No announcement yet.

How to reproduce Linear Weights

  • Filter
  • Time
  • Show
Clear All
new posts

  • How to reproduce Linear Weights

    (The thread title should probably read "How do you reproduce Linear Weights?")

    I have a pedagogical question.

    I understand that Linear Weights have been around for years and their values are pretty much agreed upon. I am writing an example for some Linear Regression software and thought it would be cool if I could reproduce the coefficients.

    I plugged in team data from both leagues 1946-89 into a Least Squares Zero-Intercept Linear Regression model with R as the dependent variable and ABminusH,1B,2B,3B,HR,BB,SO,SB,CS as the independent variable and trained. I got the following coefficients:

    0.51 : 1B
    0.68 : 2B
    1.21 : 3B
    1.48 : HR
    0.37 : BB
    0.17 : SB
    -0.22 : CS
    0.0007 : SO
    -0.10 : Outs

    One one hand, I was pleased that this sort of looks like the right answer. I did no special massaging of the data, just using the software as a black box. The near-zero value of strikeout was fun to see. On the other hand, I notice some sizeable discrepancies in the values for 2B & 3B (I'm not so worried about SB/CS as I understand those are sometimes fudged for leverage reasons).

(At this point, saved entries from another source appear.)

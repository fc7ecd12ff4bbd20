//! Analysis pipeline.
//!
//! Daily pass: fetch the full range of daily bars, extract gap events and fold
//! them. Intraday pass: fetch intraday bars only for the session dates the
//! daily pass selected, then replay the aggregation on the opening window.
//! Both passes are pure functions; [`run_analysis`] wires them to a
//! [`BarPort`].

use std::time::Duration;

use chrono::{Months, NaiveDate};
use tracing::{debug, info, warn};

use super::aggregation::GapStats;
use super::bar::Bar;
use super::binning::BinTable;
use super::error::GapError;
use super::gap_event::{GapEvent, GapSample, GapThreshold, extract_gap_events};
use super::intraday::{IntradayBars, IntradayOverlay, overlay_intraday, qualifying_dates};
use super::report::{GapReport, NOT_ENOUGH_DATA, ReportHeader};
use crate::ports::bar_port::{BarPort, Resolution};

pub const MIN_DAILY_BARS: usize = 2;
pub const MIN_YEARS: u32 = 1;
pub const MAX_YEARS: u32 = 5;
pub const DEFAULT_YEARS: u32 = 3;
const MAX_TICKER_LEN: usize = 10;

/// Validated parameters of one analysis.
#[derive(Debug, Clone, PartialEq)]
pub struct AnalysisRequest {
    pub ticker: String,
    pub years: u32,
    pub threshold: GapThreshold,
    pub intraday: bool,
}

impl AnalysisRequest {
    pub fn new(ticker: &str, years: u32, min_gap: f64, intraday: bool) -> Result<Self, GapError> {
        if !(MIN_YEARS..=MAX_YEARS).contains(&years) {
            return Err(GapError::invalid_parameter(
                "years",
                format!("must be between {MIN_YEARS} and {MAX_YEARS}, got {years}"),
            ));
        }
        Ok(Self {
            ticker: normalize_ticker(ticker)?,
            years,
            threshold: GapThreshold::new(min_gap)?,
            intraday,
        })
    }

    /// `[today - years, today]`.
    pub fn date_range(&self, today: NaiveDate) -> (NaiveDate, NaiveDate) {
        let from = today
            .checked_sub_months(Months::new(self.years * 12))
            .unwrap_or(NaiveDate::MIN);
        (from, today)
    }

    pub fn bin_table(&self) -> BinTable {
        BinTable::new(self.threshold.value())
    }

    fn header(&self) -> ReportHeader<'_> {
        ReportHeader {
            ticker: &self.ticker,
            years: self.years,
            min_gap: self.threshold.value(),
        }
    }
}

/// Trims and upper-cases a ticker, rejecting anything that is not a plain
/// exchange symbol.
pub fn normalize_ticker(raw: &str) -> Result<String, GapError> {
    let ticker = raw.trim().to_uppercase();
    if ticker.is_empty() {
        return Err(GapError::invalid_parameter("ticker", "ticker required"));
    }
    if ticker.len() > MAX_TICKER_LEN
        || !ticker
            .chars()
            .all(|c| c.is_ascii_alphanumeric() || c == '.' || c == '-')
    {
        return Err(GapError::invalid_parameter(
            "ticker",
            format!("'{ticker}' is not a valid symbol"),
        ));
    }
    Ok(ticker)
}

/// How the intraday pass talks to the bar source.
#[derive(Debug, Clone, PartialEq)]
pub struct IntradayOptions {
    pub resolution: Resolution,
    /// Delay between consecutive intraday requests.
    pub pacing: Duration,
    /// Upper bound on sessions fetched; the most recent ones are kept.
    pub max_sessions: usize,
}

impl Default for IntradayOptions {
    fn default() -> Self {
        Self {
            resolution: Resolution::Minute,
            pacing: Duration::from_millis(250),
            max_sessions: 250,
        }
    }
}

/// Output of the daily pass.
#[derive(Debug, Clone, PartialEq)]
pub struct DailyAnalysis {
    pub bins: BinTable,
    pub events: Vec<GapEvent>,
    pub stats: GapStats,
}

/// Extracts and folds the daily gap events of `bars`.
pub fn analyze_daily(
    ticker: &str,
    bars: &[Bar],
    threshold: GapThreshold,
) -> Result<DailyAnalysis, GapError> {
    if bars.len() < MIN_DAILY_BARS {
        return Err(GapError::InsufficientData {
            ticker: ticker.to_string(),
            bars: bars.len(),
            minimum: MIN_DAILY_BARS,
        });
    }
    let bins = BinTable::new(threshold.value());
    let events = extract_gap_events(bars, threshold, &bins);
    let stats = GapStats::fold(events.iter().map(GapSample::from));
    Ok(DailyAnalysis {
        bins,
        events,
        stats,
    })
}

/// Fetches intraday bars for `dates`, one request per date.
///
/// Dates with no bars are left out of the map. The first failed request
/// aborts the pass.
pub async fn fetch_intraday(
    port: &dyn BarPort,
    ticker: &str,
    dates: &[NaiveDate],
    options: &IntradayOptions,
) -> Result<IntradayBars, GapError> {
    let skip = dates.len().saturating_sub(options.max_sessions);
    if skip > 0 {
        info!(
            ticker,
            skipped = skip,
            max_sessions = options.max_sessions,
            "intraday session cap reached, keeping most recent sessions"
        );
    }

    let mut by_date = IntradayBars::new();
    for (i, &date) in dates.iter().skip(skip).enumerate() {
        if i > 0 && !options.pacing.is_zero() {
            tokio::time::sleep(options.pacing).await;
        }
        let bars = port
            .fetch_bars(ticker, options.resolution, date, date)
            .await?;
        let bars: Vec<Bar> = bars
            .into_iter()
            .filter(|b| b.session_date() == date)
            .collect();
        debug!(ticker, %date, bars = bars.len(), "fetched intraday bars");
        if !bars.is_empty() {
            by_date.insert(date, bars);
        }
    }
    Ok(by_date)
}

/// Runs the full two-pass analysis for `request` against `port`.
///
/// A daily fetch failure is returned as an error. Fewer than two daily bars
/// yields a non-success report. An intraday fetch failure yields the daily
/// report annotated with `intraday_error`.
pub async fn run_analysis(
    port: &dyn BarPort,
    request: &AnalysisRequest,
    today: NaiveDate,
    options: &IntradayOptions,
) -> Result<GapReport, GapError> {
    let (from, to) = request.date_range(today);
    info!(ticker = %request.ticker, %from, %to, min_gap = request.threshold.value(), "running gap analysis");

    let bars = port
        .fetch_bars(&request.ticker, Resolution::Day, from, to)
        .await?;

    let daily = match analyze_daily(&request.ticker, &bars, request.threshold) {
        Ok(daily) => daily,
        Err(GapError::InsufficientData { bars, .. }) => {
            warn!(ticker = %request.ticker, bars, "not enough daily bars");
            return Ok(GapReport::failure(
                request.header(),
                &request.bin_table(),
                NOT_ENOUGH_DATA,
            ));
        }
        Err(e) => return Err(e),
    };
    info!(
        ticker = %request.ticker,
        bars = bars.len(),
        events = daily.events.len(),
        "daily pass complete"
    );

    if !request.intraday || daily.events.is_empty() {
        return Ok(report(request, &daily, None));
    }

    let dates = qualifying_dates(&daily.events);
    match fetch_intraday(port, &request.ticker, &dates, options).await {
        Ok(by_date) => {
            let overlay = overlay_intraday(&daily.events, &by_date);
            info!(
                ticker = %request.ticker,
                requested = dates.len(),
                sessions = overlay.sessions(),
                "intraday pass complete"
            );
            Ok(report(request, &daily, Some(&overlay)))
        }
        Err(e) => {
            warn!(ticker = %request.ticker, error = %e, "intraday pass failed, returning daily results");
            Ok(report(request, &daily, None).with_intraday_error(format!("intraday data unavailable: {e}")))
        }
    }
}

fn report(request: &AnalysisRequest, daily: &DailyAnalysis, overlay: Option<&IntradayOverlay>) -> GapReport {
    GapReport::build(
        request.header(),
        &daily.events,
        &daily.stats,
        &daily.bins,
        overlay,
    )
}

    Does anyone know what else in done in training the Linear Weights model to obtain the known coefficients? For my software example, I think this is good enough, but now I'm curious.

    Let me restate that in no way am I claiming the known values are not correct. I did almost no work in training the above model and I'm simply interested to know if there is a way I can come closer to the published coefficiencts.


  • #2
    I got very similar answers when I calculated my dynamic linear weights for those years. The values of linear weights do change with time...some seasons are different than others. I believe Palmer used 1960s/70s/mid 80s data in his first analysis...but that doesn't explain the differences.

    What software are you using? I''ve been working with SPSS of late...trying to figure out all of its' features to see if I can improve and automate my season-by-season modelling processes.

    As far as I know, the linear weights people use now aren't done with multilinear regression though...they're done with Run/Out expectency tables.


    • #3
      Yes, the regression model on a TEAM level will give you weird and wrong results. You have to understand that every coefficient iteself has its own uncertainty level. The run value of the double is something like .66 +/- .15, 95% of the time. The triples value is even worse. You may think that having 600 or whatever teams is a good sample size, but it hardly is.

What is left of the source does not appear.